For Sgt. 1st Class Brandon Kelly, being a member of the Delaware National Guard is not a job – it’s actually fun.
“I was able to stay local and help out my community, and do Army stuff all at the same time,” Kelly said of his initial interest in the Guard. “And, yeah, it is a lot of fun. It’s a lot of good training, and the people that you meet and work with are all highly motivated people, all willing to help out their communities and their nation.”
In his 13 years with the Guard, the 27-year-old from Wilmington has seen tours in Iraq and Afghanistan and conducted training exercises in the Republic of Trinidad and Tobago.
Kelly is one of hundreds of active members in the Delaware National Guard who spend one weekend a month and two weeks a year ready to provide support in situations ranging from non-emergency situations to full-scale enforcement of martial law.
Two weeks ago, Kelly was overseeing aspects of a preparedness drill – “Operation HIGHBALL” – held at the Guard’s New Castle headquarters, working with Combat System Engineers from throughout the state and the region, with the goal of forming a CSE platoon.
The three-day-long drill saw over 300 Guard personnel from Delaware, Pennsylvania and Virginia plus numerous civilian, state and federal agencies in a scenario where a commuter train collided with another train carrying chemicals.
The exercise saw Guard personnel dealing with the collateral damage that follows such a disaster.
“We were out in the training area doing wide-area search techniques, looking for hazmat containers or casualties from the exercise,” Kelly said.
Capt. Corissa Gott of Dover, who is entering her seventh year in the Guard, was one of the coordinators and planners, noting that it took over a year of planning.
“We kind of went off of what Delaware’s used to [like] hurricanes and snow storms,” Gott said of the planning process. “But a train derailment – we wanted to throw that twist in there; it’s something we’re not used to.”
She said in situations like the exercise, the Guard is there to support state services and agencies, should those agencies be overwhelmed in the face of an emergency.
“Not that [the state] can’t handle it – if they don’t have the capabilities, the equipment and the teams to go in there and perform certain specialized [tasks],” Gott said.
Being part of a team is one of the aspects that attracted her to serve in the Guard.
“It’s about pushing myself, too, and becoming a more well-rounded person,” she said. “I’m thankful for the opportunity.”
Public affairs director Capt. Bernie Kale, of Magnolia, said they would support the response efforts in the state, and sometimes in the region, if called upon to respond to just about any emergency.

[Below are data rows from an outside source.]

//! Recipe business logic - the ingredient graph behind each product.
//!
//! A recipe is a set of (ingredient, quantity) entries owned by a product.
//! Entries are what pin ingredients in place: an ingredient listed in any
//! recipe can be neither trashed nor purged. Recipe cost is always computed
//! from the live ingredient prices; only sales freeze numbers.

use crate::{
    core::lifecycle,
    entities::{Ingredient, Product, ProductIngredient, ingredient, product_ingredient},
    errors::{Error, Result},
};
use sea_orm::{Set, TransactionTrait, prelude::*};

/// One recipe line joined with its ingredient.
#[derive(Clone, Debug)]
pub struct RecipeItem {
    /// The owning entry with its quantity.
    pub entry: product_ingredient::Model,
    /// The live ingredient the entry points at.
    pub ingredient: ingredient::Model,
}

/// Recipe of an active product, joined with active ingredients only, sorted
/// by ingredient name (case-insensitive).
///
/// Entries whose ingredient sits in the trash are skipped rather than
/// surfaced half-broken; stores migrated from looser software can hold such
/// rows.
pub async fn get_recipe<C>(db: &C, product_id: i64) -> Result<Vec<RecipeItem>>
where
    C: ConnectionTrait,
{
    lifecycle::get_active::<Product, _>(db, product_id).await?;

    let mut items: Vec<RecipeItem> = ProductIngredient::find()
        .filter(product_ingredient::Column::ProductId.eq(product_id))
        .find_also_related(Ingredient)
        .all(db)
        .await?
        .into_iter()
        .filter_map(|(entry, ingredient)| {
            ingredient.map(|ingredient| RecipeItem { entry, ingredient })
        })
        .filter(|item| item.ingredient.deleted_at.is_none())
        .collect();
    items.sort_by_key(|item| item.ingredient.name.to_lowercase());
    Ok(items)
}

/// Adds an ingredient to an active product's recipe.
///
/// # Errors
/// Returns an error if:
/// - The quantity is zero or negative
/// - The product or ingredient is missing or trashed
/// - The ingredient is already in the recipe
/// - The database operation fails
pub async fn add_recipe_entry(
    db: &DatabaseConnection,
    product_id: i64,
    ingredient_id: i64,
    quantity: Decimal,
) -> Result<product_ingredient::Model> {
    if quantity <= Decimal::ZERO {
        return Err(Error::InvalidQuantity { quantity });
    }

    let txn = db.begin().await?;

    lifecycle::get_active::<Product, _>(&txn, product_id).await?;
    lifecycle::get_active::<Ingredient, _>(&txn, ingredient_id).await?;

    let existing = find_entry(&txn, product_id, ingredient_id).await?;
    if existing.is_some() {
        return Err(Error::AlreadyInRecipe {
            product_id,
            ingredient_id,
        });
    }

    let now = chrono::Utc::now();
    let entry = product_ingredient::ActiveModel {
        product_id: Set(product_id),
        ingredient_id: Set(ingredient_id),
        quantity: Set(quantity),
        created_at: Set(now),
        updated_at: Set(now),
        ..Default::default()
    }
    .insert(&txn)
    .await?;

    txn.commit().await?;
    Ok(entry)
}

/// Changes the quantity of an existing recipe entry.
pub async fn update_recipe_quantity(
    db: &DatabaseConnection,
    product_id: i64,
    ingredient_id: i64,
    quantity: Decimal,
) -> Result<product_ingredient::Model> {
    if quantity <= Decimal::ZERO {
        return Err(Error::InvalidQuantity { quantity });
    }

    let txn = db.begin().await?;

    lifecycle::get_active::<Product, _>(&txn, product_id).await?;
    let entry = find_entry(&txn, product_id, ingredient_id)
        .await?
        .ok_or(Error::NotInRecipe {
            product_id,
            ingredient_id,
        })?;

    let mut active: product_ingredient::ActiveModel = entry.into();
    active.quantity = Set(quantity);
    active.updated_at = Set(chrono::Utc::now());
    let updated = active.update(&txn).await?;

    txn.commit().await?;
    Ok(updated)
}

/// Takes an ingredient out of an active product's recipe. Works regardless
/// of the ingredient's own state; this is how a stuck ingredient gets freed
/// for the trash.
pub async fn remove_recipe_entry(
    db: &DatabaseConnection,
    product_id: i64,
    ingredient_id: i64,
) -> Result<()> {
    let txn = db.begin().await?;

    lifecycle::get_active::<Product, _>(&txn, product_id).await?;
    let entry = find_entry(&txn, product_id, ingredient_id)
        .await?
        .ok_or(Error::NotInRecipe {
            product_id,
            ingredient_id,
        })?;

    ProductIngredient::delete_many()
        .filter(product_ingredient::Column::Id.eq(entry.id))
        .exec(&txn)
        .await?;

    txn.commit().await?;
    Ok(())
}

/// Active ingredients not yet in the recipe, name ascending. Picker helper.
pub async fn available_ingredients(
    db: &DatabaseConnection,
    product_id: i64,
) -> Result<Vec<ingredient::Model>> {
    lifecycle::get_active::<Product, _>(db, product_id).await?;

    let used: Vec<i64> = ProductIngredient::find()
        .filter(product_ingredient::Column::ProductId.eq(product_id))
        .all(db)
        .await?
        .into_iter()
        .map(|entry| entry.ingredient_id)
        .collect();

    let mut ingredients = Ingredient::find()
        .filter(ingredient::Column::DeletedAt.is_null())
        .filter(ingredient::Column::Id.is_not_in(used))
        .all(db)
        .await?;
    ingredients.sort_by_key(|row| row.name.to_lowercase());
    Ok(ingredients)
}

/// Production cost of one unit of the product at today's ingredient prices:
/// the sum of `unit_cost` times `quantity` over the live recipe. Computed on
/// demand, never stored.
pub async fn recipe_cost<C>(db: &C, product_id: i64) -> Result<Decimal>
where
    C: ConnectionTrait,
{
    let items = get_recipe(db, product_id).await?;
    Ok(items
        .iter()
        .map(|item| item.ingredient.unit_cost * item.entry.quantity)
        .sum())
}

async fn find_entry<C>(
    db: &C,
    product_id: i64,
    ingredient_id: i64,
) -> Result<Option<product_ingredient::Model>>
where
    C: ConnectionTrait,
{
    ProductIngredient::find()
        .filter(product_ingredient::Column::ProductId.eq(product_id))
        .filter(product_ingredient::Column::IngredientId.eq(ingredient_id))
        .one(db)
        .await
        .map_err(Into::into)
}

“From natural to man-made disasters, the National Guard has been the go-to people to immediately support an incident,” Kale said. “We’ve responded to Hurricane Maria in Puerto Rico, Hurricane Sandy in [New York and New Jersey], coastal flooding in Delaware, winter storms and more. The Guard is constantly training and preparing, so that when something goes wrong in the region. We stand ready.”
The Delaware National Guard has also assisted in U.S. military operations overseas.

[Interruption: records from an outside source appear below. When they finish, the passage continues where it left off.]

//! Shared lifecycle engine for the four catalog entity types.
//!
//! Categories, tags, ingredients and products all move through the same
//! three states: active, trashed (soft-deleted, restorable) and purged
//! (row physically gone). State is derived from `deleted_at`, never stored.
//! The traits here let the naming rules, state guards, stamping and the
//! standard listings live in one place instead of four copies.

use crate::{
    core::page::{self, Page},
    entities,
    errors::{Error, Result},
};
use chrono::Utc;
use sea_orm::sea_query::{Expr, Func};
use sea_orm::{QueryOrder, prelude::*};

/// Where a catalog row is in its life.
#[derive(Copy, Clone, Debug, PartialEq, Eq)]
pub enum LifecycleState {
    /// Live row, visible in standard listings and referencable
    Active,
    /// Soft-deleted row sitting in the trash, restorable
    Trashed,
    /// Physically removed; a loaded row can never report this state
    Purged,
}

/// Column handles the generic lifecycle operations need from an entity.
pub trait CatalogEntity: EntityTrait {
    /// Noun used in error messages ("category", "product", ...)
    const KIND: &'static str;

    /// Primary key column.
    fn id_column() -> Self::Column;
    /// Unique display-name column.
    fn name_column() -> Self::Column;
    /// Soft-delete stamp column.
    fn deleted_at_column() -> Self::Column;
    /// Acting-user column paired with the stamp.
    fn deleted_by_column() -> Self::Column;
    /// Last-modified column.
    fn updated_at_column() -> Self::Column;
}

/// Row-side accessors for models of a [`CatalogEntity`].
pub trait SoftDeletable {
    /// Primary key of the row.
    fn id(&self) -> i64;
    /// Display name of the row.
    fn name(&self) -> &str;
    /// Soft-delete stamp, if the row is trashed.
    fn deleted_at(&self) -> Option<DateTimeUtc>;

    /// Lifecycle state derived from the stamp.
    fn state(&self) -> LifecycleState {
        if self.deleted_at().is_some() {
            LifecycleState::Trashed
        } else {
            LifecycleState::Active
        }
    }
}

macro_rules! catalog_entity {
    ($entity:ty, $model:ty, $module:ident, $kind:literal) => {
        impl CatalogEntity for $entity {
            const KIND: &'static str = $kind;

            fn id_column() -> Self::Column {
                entities::$module::Column::Id
            }
            fn name_column() -> Self::Column {
                entities::$module::Column::Name
            }
            fn deleted_at_column() -> Self::Column {
                entities::$module::Column::DeletedAt
            }
            fn deleted_by_column() -> Self::Column {
                entities::$module::Column::DeletedById
            }
            fn updated_at_column() -> Self::Column {
                entities::$module::Column::UpdatedAt
            }
        }

        impl SoftDeletable for $model {
            fn id(&self) -> i64 {
                self.id
            }
            fn name(&self) -> &str {
                &self.name
            }
            fn deleted_at(&self) -> Option<DateTimeUtc> {
                self.deleted_at
            }
        }
    };
}

catalog_entity!(entities::Category, entities::CategoryModel, category, "category");
catalog_entity!(entities::Tag, entities::TagModel, tag, "tag");
catalog_entity!(entities::Ingredient, entities::IngredientModel, ingredient, "ingredient");
catalog_entity!(entities::Product, entities::ProductModel, product, "product");

/// Loads a row in any state, failing with `NotFound` for unknown ids.
pub async fn get_any_state<E, C>(db: &C, id: i64) -> Result<E::Model>
where
    E: CatalogEntity,
    C: ConnectionTrait,
{
    E::find()
        .filter(E::id_column().eq(id))
        .one(db)
        .await?
        .ok_or(Error::NotFound { entity: E::KIND, id })
}

/// Loads an active row; a trashed row is indistinguishable from a missing one.
pub async fn get_active<E, C>(db: &C, id: i64) -> Result<E::Model>
where
    E: CatalogEntity,
    C: ConnectionTrait,
{
    E::find()
        .filter(E::id_column().eq(id))
        .filter(E::deleted_at_column().is_null())
        .one(db)
        .await?
        .ok_or(Error::NotFound { entity: E::KIND, id })
}

/// Case-insensitive exact-name lookup across every state.
pub async fn find_by_name<E, C>(db: &C, name: &str) -> Result<Option<E::Model>>
where
    E: CatalogEntity,
    C: ConnectionTrait,
{
    E::find()
        .filter(Expr::expr(Func::lower(Expr::col(E::name_column()))).eq(name.trim().to_lowercase()))
        .one(db)
        .await
        .map_err(Into::into)
}

/// Rejects a name that is empty or already held by any row other than `exclude_id`.
///
/// A clash with an active row and a clash with a trashed row are distinct
/// errors; the latter tells the caller how to free the name (restore or purge).
pub async fn ensure_name_available<E, C>(db: &C, name: &str, exclude_id: Option<i64>) -> Result<()>
where
    E: CatalogEntity,
    E::Model: SoftDeletable,
    C: ConnectionTrait,
{
    if name.trim().is_empty() {
        return Err(Error::Validation {
            message: format!("{} name cannot be empty", E::KIND),
        });
    }

    let Some(existing) = find_by_name::<E, _>(db, name).await? else {
        return Ok(());
    };
    if exclude_id == Some(existing.id()) {
        return Ok(());
    }

    match existing.state() {
        LifecycleState::Trashed => Err(Error::NameInTrash {
            entity: E::KIND,
            name: name.trim().to_string(),
        }),
        // loaded rows are never purged, so anything else is an active clash
        LifecycleState::Active | LifecycleState::Purged => Err(Error::NameTaken {
            entity: E::KIND,
            name: name.trim().to_string(),
        }),
    }
}

/// Restore-time guard: only an active row holding the same name blocks.
///
/// On a fresh store the unique name index makes this hit impossible, but
/// databases migrated from the older, laxer naming rules can carry an
/// active/trashed pair.
pub async fn ensure_no_active_name_clash<E, C>(db: &C, name: &str, exclude_id: i64) -> Result<()>
where
    E: CatalogEntity,
    C: ConnectionTrait,
{
    let clash = E::find()
        .filter(Expr::expr(Func::lower(Expr::col(E::name_column()))).eq(name.trim().to_lowercase()))
        .filter(E::deleted_at_column().is_null())
        .filter(E::id_column().ne(exclude_id))
        .one(db)
        .await?;

    if clash.is_some() {
        return Err(Error::NameTaken {
            entity: E::KIND,
            name: name.trim().to_string(),
        });
    }
    Ok(())
}

/// Fails unless the row is sitting in the trash.
pub fn require_trashed(kind: &'static str, row: &impl SoftDeletable) -> Result<()> {
    match row.state() {
        LifecycleState::Trashed => Ok(()),
        // loaded rows are never purged; anything else is the wrong state
        LifecycleState::Active | LifecycleState::Purged => Err(Error::NotTrashed {
            entity: kind,
            id: row.id(),
        }),
    }
}

/// Stamps a row into the trash: sets `deleted_at` and the acting user,
/// touching `updated_at` in the same statement.
pub async fn mark_trashed<E, C>(db: &C, id: i64, deleted_by: i64) -> Result<()>
where
    E: CatalogEntity,
    C: ConnectionTrait,
{
    let now = Utc::now();
    E::update_many()
        .col_expr(E::deleted_at_column(), Expr::value(now))
        .col_expr(E::deleted_by_column(), Expr::value(Some(deleted_by)))
        .col_expr(E::updated_at_column(), Expr::value(now))
        .filter(E::id_column().eq(id))
        .exec(db)
        .await?;
    Ok(())
}

/// Clears both trash stamps, touching `updated_at`.
pub async fn mark_restored<E, C>(db: &C, id: i64) -> Result<()>
where
    E: CatalogEntity,
    C: ConnectionTrait,
{
    E::update_many()
        .col_expr(E::deleted_at_column(), Expr::value(None::<DateTimeUtc>))
        .col_expr(E::deleted_by_column(), Expr::value(None::<i64>))
        .col_expr(E::updated_at_column(), Expr::value(Utc::now()))
        .filter(E::id_column().eq(id))
        .exec(db)
        .await?;
    Ok(())
}

/// Deletes the row itself. Callers have already checked state and dependents
/// and run this inside the same transaction as any child cleanup.
pub async fn delete_row<E, C>(db: &C, id: i64) -> Result<()>
where
    E: CatalogEntity,
    C: ConnectionTrait,
{
    E::delete_many()
        .filter(E::id_column().eq(id))
        .exec(db)
        .await?;
    Ok(())
}

/// Active rows, name ascending, paginated.
pub async fn list_active<E, C>(db: &C, page: u64, per_page: u64) -> Result<Page<E::Model>>
where
    E: CatalogEntity,
    E::Model: Send + Sync,
    C: ConnectionTrait,
{
    let select = E::find()
        .filter(E::deleted_at_column().is_null())
        .order_by_asc(E::name_column());
    page::fetch_page(db, select, page, per_page).await
}

/// Trashed rows, most recently trashed first, paginated.
pub async fn list_trashed<E, C>(db: &C, page: u64, per_page: u64) -> Result<Page<E::Model>>
where
    E: CatalogEntity,
    E::Model: Send + Sync,
    C: ConnectionTrait,
{
    let select = E::find()
        .filter(E::deleted_at_column().is_not_null())
        .order_by_desc(E::deleted_at_column());
    page::fetch_page(db, select, page, per_page).await
}

/// Case-insensitive name-contains search over active rows, paginated.
pub async fn search_active<E, C>(
    db: &C,
    term: &str,
    page: u64,
    per_page: u64,
) -> Result<Page<E::Model>>
where
    E: CatalogEntity,
    E::Model: Send + Sync,
    C: ConnectionTrait,
{
    let pattern = format!("%{}%", term.trim().to_lowercase());
    let select = E::find()
        .filter(E::deleted_at_column().is_null())
        .filter(Expr::expr(Func::lower(Expr::col(E::name_column()))).like(pattern))
        .order_by_asc(E::name_column());
    page::fetch_page(db, select, page, per_page).await
}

According to Kale, there are nearly 3,000 citizen soldiers and airmen in the Guard, with roughly 750 full-time staff and 30 state technicians.

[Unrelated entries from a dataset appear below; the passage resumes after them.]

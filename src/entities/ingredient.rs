//! Ingredient entity - Priced raw material referenced by product recipes.
//!
//! `unit_cost` is the live price used when a sale snapshot is taken; the
//! ledger keeps its own frozen copy so later price edits never rewrite
//! history. The measuring unit is a closed enum stored as its short code.

use sea_orm::entity::prelude::*;
use serde::{Deserialize, Serialize};

/// Ingredient database model
#[derive(Clone, Debug, PartialEq, Eq, DeriveEntityModel, Serialize, Deserialize)]
#[sea_orm(table_name = "ingredients")]
pub struct Model {
    /// Unique identifier
    #[sea_orm(primary_key)]
    pub id: i64,
    /// Display name, unique case-insensitively across every lifecycle state
    pub name: String,
    /// Optional free-form description
    pub description: Option<String>,
    /// Current cost of one `unit_of_measure` of this ingredient
    pub unit_cost: Decimal,
    /// Unit the recipe quantities are expressed in
    pub unit_of_measure: UnitOfMeasure,
    /// When the row was created
    pub created_at: DateTimeUtc,
    /// When the row was last modified
    pub updated_at: DateTimeUtc,
    /// Soft-delete stamp; NULL means the ingredient is active
    pub deleted_at: Option<DateTimeUtc>,
    /// User who moved the ingredient to the trash, if any
    pub deleted_by_id: Option<i64>,
}

/// Unit an ingredient is measured in, stored as its short code
#[derive(Copy, Clone, Debug, PartialEq, Eq, EnumIter, DeriveActiveEnum, Serialize, Deserialize)]
#[sea_orm(rs_type = "String", db_type = "String(StringLen::N(20))")]
pub enum UnitOfMeasure {
    /// Grams
    #[sea_orm(string_value = "g")]
    #[serde(rename = "g")]
    Gram,
    /// Kilograms
    #[sea_orm(string_value = "kg")]
    #[serde(rename = "kg")]
    Kilogram,
    /// Milliliters
    #[sea_orm(string_value = "ml")]
    #[serde(rename = "ml")]
    Milliliter,
    /// Liters
    #[sea_orm(string_value = "l")]
    #[serde(rename = "l")]
    Liter,
    /// A single piece (eggs, vanilla pods, ...)
    #[sea_orm(string_value = "u")]
    #[serde(rename = "u")]
    Unit,
    /// Twelve pieces
    #[sea_orm(string_value = "doz")]
    #[serde(rename = "doz")]
    Dozen,
    /// Teaspoons
    #[sea_orm(string_value = "tsp")]
    #[serde(rename = "tsp")]
    Teaspoon,
    /// Tablespoons
    #[sea_orm(string_value = "tbsp")]
    #[serde(rename = "tbsp")]
    Tablespoon,
    /// Cups
    #[sea_orm(string_value = "cup")]
    #[serde(rename = "cup")]
    Cup,
    /// A supplier package
    #[sea_orm(string_value = "pkg")]
    #[serde(rename = "pkg")]
    Package,
}

impl UnitOfMeasure {
    /// Human-readable label; this is the string frozen into sale snapshots.
    #[must_use]
    pub fn label(self) -> &'static str {
        match self {
            Self::Gram => "gram",
            Self::Kilogram => "kilogram",
            Self::Milliliter => "milliliter",
            Self::Liter => "liter",
            Self::Unit => "unit",
            Self::Dozen => "dozen",
            Self::Teaspoon => "teaspoon",
            Self::Tablespoon => "tablespoon",
            Self::Cup => "cup",
            Self::Package => "package",
        }
    }
}

impl std::fmt::Display for UnitOfMeasure {
    fn fmt(&self, f: &mut std::fmt::Formatter<'_>) -> std::fmt::Result {
        f.write_str(self.label())
    }
}

/// Defines relationships between Ingredient and other entities
#[derive(Copy, Clone, Debug, EnumIter, DeriveRelation)]
pub enum Relation {
    /// Recipe rows measuring this ingredient into products
    #[sea_orm(has_many = "super::product_ingredient::Entity")]
    ProductIngredients,
    /// Ledger snapshots that still point back at this ingredient
    #[sea_orm(has_many = "super::sale_ingredient::Entity")]
    SaleIngredients,
    /// User who performed the soft delete
    #[sea_orm(
        belongs_to = "super::user::Entity",
        from = "Column::DeletedById",
        to = "super::user::Column::Id",
        on_update = "Cascade",
        on_delete = "SetNull"
    )]
    DeletedBy,
}

impl Related<super::product_ingredient::Entity> for Entity {
    fn to() -> RelationDef {
        Relation::ProductIngredients.def()
    }
}

impl Related<super::sale_ingredient::Entity> for Entity {
    fn to() -> RelationDef {
        Relation::SaleIngredients.def()
    }
}

impl Related<super::user::Entity> for Entity {
    fn to() -> RelationDef {
        Relation::DeletedBy.def()
    }
}

impl ActiveModelBehavior for ActiveModel {}
//! User entity - Referential target for attribution on catalog and ledger rows.
//!
//! The engine never manages accounts; rows exist so `deleted_by`,
//! `created_by` and `registered_by` references always point at a real person.

use sea_orm::entity::prelude::*;
use serde::{Deserialize, Serialize};

/// User database model
#[derive(Clone, Debug, PartialEq, Eq, DeriveEntityModel, Serialize, Deserialize)]
#[sea_orm(table_name = "users")]
pub struct Model {
    /// Unique identifier
    #[sea_orm(primary_key)]
    pub id: i64,
    /// Login name, unique across the table
    #[sea_orm(unique)]
    pub username: String,
    /// Display name shown in attribution
    pub full_name: String,
    /// When the user row was created
    pub created_at: DateTimeUtc,
}

/// Users are pointed at by other tables; nothing is navigated from here
#[derive(Copy, Clone, Debug, EnumIter, DeriveRelation)]
pub enum Relation {}

impl ActiveModelBehavior for ActiveModel {}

Service commitment and pay
A potential recruit has typically a three or six-year service contract with training one weekend a month (drill weekend), two weeks a year (annual training) and if a state emergency were declared, they could be called up to active duty to provide support in response efforts.
Members are paid the same base pay as active-duty military members, Kale noted.
“We only train two days a month so our paycheck is typically smaller, but the daily rate is the same,” he said.
The Guard offers full college tuition reimbursement, and enlistment bonuses that can run up to $20,000, Kale said.
“The bonuses are subject to change but that’s what they’re offering right now,” he said.
The Delaware National Guard is a state government agency. It onsists of the Delaware Army National Guard, and the Delaware Air National Guard.
While the Delaware Army National Guard traces its roots to 1636, the Militia Act of 1903 ratified and organized the states into the current system. The Delaware Air Guard was formed in 1946, and was first fully assembled for stateside duty during the Korean War.
Maj. General Carol Timmons was the first woman to lead the Delaware National Guard as adjutant general. She retired in March after two years in command.
In 2018, the Delaware Army National Guard promoted its first female citizen soldier, Brig. Gen. Karen Berry, to the general officer ranks at their Smyrna Readiness Center.
A 31-year veteran of the Guard, Berry said on the day of her promotion last winter that she is often asked why she has stayed in active duty for so long.
“I’ve stayed all these years because many of you who are here today. You are part of my family, and I love my National Guard family,” Berry said.